◆ Listed records ◆

--------------------------------------------------

//! Settling model selection and parameters.

use std::fmt;
use std::str::FromStr;

use crate::error::{Result, SettlingError};
use crate::rheology::ViscosityModel;

/// Default deformation rate coefficient for the prescribed-rate models (1/s).
///
/// Observed snow deformation rates span roughly 1e-3 to 1e-6 1/s.
pub const DEFAULT_DEFORMATION_RATE: f64 = 1e-5;

/// Default deformation exponent of the viscous law.
pub const DEFAULT_GLEN_EXPONENT: f64 = 2.0;

/// Whether settling is active.
#[derive(Clone, Copy, Debug, PartialEq, Eq, Hash, Default)]
#[cfg_attr(feature = "serde", derive(serde::Serialize, serde::Deserialize))]
pub enum SettlingMode {
    /// Settling computed (`'Y'`).
    #[default]
    Enabled,
    /// Settling switched off, all fields zero (`'N'`).
    Disabled,
}

impl fmt::Display for SettlingMode {
    fn fmt(&self, f: &mut fmt::Formatter<'_>) -> fmt::Result {
        match self {
            Self::Enabled => f.write_str("Y"),
            Self::Disabled => f.write_str("N"),
        }
    }
}

impl FromStr for SettlingMode {
    type Err = SettlingError;

    fn from_str(s: &str) -> Result<Self> {
        match s {
            "Y" => Ok(Self::Enabled),
            "N" => Ok(Self::Disabled),
            other => Err(SettlingError::invalid_option("SetVel", other)),
        }
    }
}

/// How the settling velocity is obtained.
///
/// | Model           | Stress | Viscosity | Velocity                          |
/// |-----------------|--------|-----------|-----------------------------------|
/// | `continuous`    | yes    | yes       | integrated viscous strain rate    |
/// | `crocus`        | yes    | yes       | same, 3-node two-layer stress     |
/// | `polynom`       | no     | no        | `-D · z`                          |
/// | `const`         | no     | no        | `-D`                              |
/// | `phi_dependent` | no     | no        | integrated `-D · (1 - φ/φ_max)`   |
#[derive(Clone, Copy, Debug, PartialEq, Eq, Hash, Default)]
#[cfg_attr(feature = "serde", derive(serde::Serialize, serde::Deserialize))]
pub enum VelocityModel {
    /// Viscous settling with continuous overburden integration.
    #[default]
    Continuous,
    /// Viscous settling of a two-layer pack on exactly three nodes.
    Crocus,
    /// Constant strain rate, velocity linear in height.
    Polynom,
    /// Constant velocity.
    Const,
    /// Strain rate reduced as ice fraction nears a height-dependent ceiling.
    PhiDependent,
}

impl VelocityModel {
    /// Option string as accepted by [`FromStr`].
    pub fn as_str(self) -> &'static str {
        match self {
            Self::Continuous => "continuous",
            Self::Crocus => "crocus",
            Self::Polynom => "polynom",
            Self::Const => "const",
            Self::PhiDependent => "phi_dependent",
        }
    }

    /// True if the model integrates stress and viscosity.
    pub fn is_viscous(self) -> bool {
        matches!(self, Self::Continuous | Self::Crocus)
    }
}

impl fmt::Display for VelocityModel {
    fn fmt(&self, f: &mut fmt::Formatter<'_>) -> fmt::Result {
        f.write_str(self.as_str())
    }
}

impl FromStr for VelocityModel {
    type Err = SettlingError;

    fn from_str(s: &str) -> Result<Self> {
        match s {
            "continuous" => Ok(Self::Continuous),
            "crocus" => Ok(Self::Crocus),
            "polynom" => Ok(Self::Polynom),
            "const" => Ok(Self::Const),
            "phi_dependent" => Ok(Self::PhiDependent),
            other => Err(SettlingError::invalid_option("v_opt", other)),
        }
    }
}

/// Configuration for [`settling_vel`](super::settling_vel).
///
/// # Example
///
/// ```
/// use snow_settling::{SettlingConfig, VelocityModel, ViscosityModel};
///
/// let config = SettlingConfig::from_options("Y", "crocus", "eta_phi").unwrap();
/// assert_eq!(config.velocity_model, VelocityModel::Crocus);
///
/// let config = SettlingConfig::new(VelocityModel::Continuous, ViscosityModel::EtaPhiT)
///     .with_glen_exponent(3.0)
///     .with_plot(true);
/// assert!(config.plot);
/// ```
#[derive(Clone, Copy, Debug, PartialEq)]
#[cfg_attr(feature = "serde", derive(serde::Serialize, serde::Deserialize))]
pub struct SettlingConfig {
    /// Settling on or off
    pub settling: SettlingMode,
    /// Velocity model
    pub velocity_model: VelocityModel,
    /// Viscosity closure, used by the viscous models
    pub viscosity_model: ViscosityModel,
    /// Deformation rate coefficient D for the prescribed-rate models (1/s)
    pub deformation_rate: f64,
    /// Deformation exponent n of the viscous law
    pub glen_exponent: f64,
    /// Send the velocity profile to the diagnostic sink
    pub plot: bool,
}

impl Default for SettlingConfig {
    fn default() -> Self {
        Self::new(VelocityModel::default(), ViscosityModel::default())
    }
}

impl SettlingConfig {
    /// Create an enabled configuration with default parameters.
    pub fn new(velocity_model: VelocityModel, viscosity_model: ViscosityModel) -> Self {
        Self {
            settling: SettlingMode::Enabled,
            velocity_model,
            viscosity_model,
            deformation_rate: DEFAULT_DEFORMATION_RATE,
            glen_exponent: DEFAULT_GLEN_EXPONENT,
            plot: false,
        }
    }

    /// Configuration with settling switched off.
    pub fn disabled() -> Self {
        Self::default().with_settling(SettlingMode::Disabled)
    }

    /// Parse the three option strings (`SetVel`, `v_opt`, `viscosity`).
    ///
    /// Selectors are only read when they matter: with `SetVel = "N"` the
    /// other two are ignored, and `viscosity` is only read for the viscous
    /// models. Ignored selectors keep their defaults.
    ///
    /// # Errors
    /// - `InvalidOption` naming the first selector in use that is not recognised
    pub fn from_options(set_vel: &str, v_opt: &str, viscosity: &str) -> Result<Self> {
        let settling: SettlingMode = set_vel.parse()?;
        if settling == SettlingMode::Disabled {
            return Ok(Self::disabled());
        }

        let velocity_model: VelocityModel = v_opt.parse()?;
        let viscosity_model = if velocity_model.is_viscous() {
            viscosity.parse()?
        } else {
            ViscosityModel::default()
        };
        Ok(Self::new(velocity_model, viscosity_model))
    }

    /// Set settling on or off.
    pub fn with_settling(mut self, settling: SettlingMode) -> Self {
        self.settling = settling;
        self
    }

    /// Set the deformation rate coefficient.
    pub fn with_deformation_rate(mut self, deformation_rate: f64) -> Self {
        self.deformation_rate = deformation_rate;
        self
    }

    /// Set the deformation exponent.
    pub fn with_glen_exponent(mut self, n: f64) -> Self {
        self.glen_exponent = n;
        self
    }

    /// Enable or disable the diagnostic profile output.
    pub fn with_plot(mut self, plot: bool) -> Self {
        self.plot = plot;
        self
    }
}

--------------------------------------------------

◆ What you should do ◆
Everything in the listing above should be printed again exactly.

◆ Written answer ◆
//! Settling model selection and parameters.

use std::fmt;
use std::str::FromStr;

use crate::error::{Result, SettlingError};
use crate::rheology::ViscosityModel;

/// Default deformation rate coefficient for the prescribed-rate models (1/s).
///
/// Observed snow deformation rates span roughly 1e-3 to 1e-6 1/s.
pub const DEFAULT_DEFORMATION_RATE: f64 = 1e-5;

/// Default deformation exponent of the viscous law.
pub const DEFAULT_GLEN_EXPONENT: f64 = 2.0;

/// Whether settling is active.
#[derive(Clone, Copy, Debug, PartialEq, Eq, Hash, Default)]
#[cfg_attr(feature = "serde", derive(serde::Serialize, serde::Deserialize))]
pub enum SettlingMode {
    /// Settling computed (`'Y'`).
    #[default]
    Enabled,
    /// Settling switched off, all fields zero (`'N'`).
    Disabled,
}

impl fmt::Display for SettlingMode {
    fn fmt(&self, f: &mut fmt::Formatter<'_>) -> fmt::Result {
        match self {
            Self::Enabled => f.write_str("Y"),
            Self::Disabled => f.write_str("N"),
        }
    }
}

impl FromStr for SettlingMode {
    type Err = SettlingError;

    fn from_str(s: &str) -> Result<Self> {
        match s {
            "Y" => Ok(Self::Enabled),
            "N" => Ok(Self::Disabled),
            other => Err(SettlingError::invalid_option("SetVel", other)),
        }
    }
}

/// How the settling velocity is obtained.
///
/// | Model           | Stress | Viscosity | Velocity                          |
/// |-----------------|--------|-----------|-----------------------------------|
/// | `continuous`    | yes    | yes       | integrated viscous strain rate    |
/// | `crocus`        | yes    | yes       | same, 3-node two-layer stress     |
/// | `polynom`       | no     | no        | `-D · z`                          |
/// | `const`         | no     | no        | `-D`                              |
/// | `phi_dependent` | no     | no        | integrated `-D · (1 - φ/φ_max)`   |
#[derive(Clone, Copy, Debug, PartialEq, Eq, Hash, Default)]
#[cfg_attr(feature = "serde", derive(serde::Serialize, serde::Deserialize))]
pub enum VelocityModel {
    /// Viscous settling with continuous overburden integration.
    #[default]
    Continuous,
    /// Viscous settling of a two-layer pack on exactly three nodes.
    Crocus,
    /// Constant strain rate, velocity linear in height.
    Polynom,
    /// Constant velocity.
    Const,
    /// Strain rate reduced as ice fraction nears a height-dependent ceiling.
    PhiDependent,
}

impl VelocityModel {
    /// Option string as accepted by [`FromStr`].
    pub fn as_str(self) -> &'static str {
        match self {
            Self::Continuous => "continuous",
            Self::Crocus => "crocus",
            Self::Polynom => "polynom",
            Self::Const => "const",
            Self::PhiDependent => "phi_dependent",
        }
    }

    /// True if the model integrates stress and viscosity.
    pub fn is_viscous(self) -> bool {
        matches!(self, Self::Continuous | Self::Crocus)
    }
}

impl fmt::Display for VelocityModel {
    fn fmt(&self, f: &mut fmt::Formatter<'_>) -> fmt::Result {
        f.write_str(self.as_str())
    }
}

impl FromStr for VelocityModel {
    type Err = SettlingError;

    fn from_str(s: &str) -> Result<Self> {
        match s {
            "continuous" => Ok(Self::Continuous),
            "crocus" => Ok(Self::Crocus),
            "polynom" => Ok(Self::Polynom),
            "const" => Ok(Self::Const),
            "phi_dependent" => Ok(Self::PhiDependent),
            other => Err(SettlingError::invalid_option("v_opt", other)),
        }
    }
}

/// Configuration for [`settling_vel`](super::settling_vel).
///
/// # Example
///
/// ```
/// use snow_settling::{SettlingConfig, VelocityModel, ViscosityModel};
///
/// let config = SettlingConfig::from_options("Y", "crocus", "eta_phi").unwrap();
/// assert_eq!(config.velocity_model, VelocityModel::Crocus);
///
/// let config = SettlingConfig::new(VelocityModel::Continuous, ViscosityModel::EtaPhiT)
///     .with_glen_exponent(3.0)
///     .with_plot(true);
/// assert!(config.plot);
/// ```
#[derive(Clone, Copy, Debug, PartialEq)]
#[cfg_attr(feature = "serde", derive(serde::Serialize, serde::Deserialize))]
pub struct SettlingConfig {
    /// Settling on or off
    pub settling: SettlingMode,
    /// Velocity model
    pub velocity_model: VelocityModel,
    /// Viscosity closure, used by the viscous models
    pub viscosity_model: ViscosityModel,
    /// Deformation rate coefficient D for the prescribed-rate models (1/s)
    pub deformation_rate: f64,
    /// Deformation exponent n of the viscous law
    pub glen_exponent: f64,
    /// Send the velocity profile to the diagnostic sink
    pub plot: bool,
}

impl Default for SettlingConfig {
    fn default() -> Self {
        Self::new(VelocityModel::default(), ViscosityModel::default())
    }
}

impl SettlingConfig {
    /// Create an enabled configuration with default parameters.
    pub fn new(velocity_model: VelocityModel, viscosity_model: ViscosityModel) -> Self {
        Self {
            settling: SettlingMode::Enabled,
            velocity_model,
            viscosity_model,
            deformation_rate: DEFAULT_DEFORMATION_RATE,
            glen_exponent: DEFAULT_GLEN_EXPONENT,
            plot: false,
        }
    }

    /// Configuration with settling switched off.
    pub fn disabled() -> Self {
        Self::default().with_settling(SettlingMode::Disabled)
    }

    /// Parse the three option strings (`SetVel`, `v_opt`, `viscosity`).
    ///
    /// Selectors are only read when they matter: with `SetVel = "N"` the
    /// other two are ignored, and `viscosity` is only read for the viscous
    /// models. Ignored selectors keep their defaults.
    ///
    /// # Errors
    /// - `InvalidOption` naming the first selector in use that is not recognised
    pub fn from_options(set_vel: &str, v_opt: &str, viscosity: &str) -> Result<Self> {
        let settling: SettlingMode = set_vel.parse()?;
        if settling == SettlingMode::Disabled {
            return Ok(Self::disabled());
        }

        let velocity_model: VelocityModel = v_opt.parse()?;
        let viscosity_model = if velocity_model.is_viscous() {
            viscosity.parse()?
        } else {
            ViscosityModel::default()
        };
        Ok(Self::new(velocity_model, viscosity_model))
    }

    /// Set settling on or off.
    pub fn with_settling(mut self, settling: SettlingMode) -> Self {
        self.settling = settling;
        self
    }

    /// Set the deformation rate coefficient.
    pub fn with_deformation_rate(mut self, deformation_rate: f64) -> Self {
        self.deformation_rate = deformation_rate;
        self
    }

    /// Set the deformation exponent.
    pub fn with_glen_exponent(mut self, n: f64) -> Self {
        self.glen_exponent = n;
        self
    }

    /// Enable or disable the diagnostic profile output.
    pub fn with_plot(mut self, plot: bool) -> Self {
        self.plot = plot;
        self
    }
}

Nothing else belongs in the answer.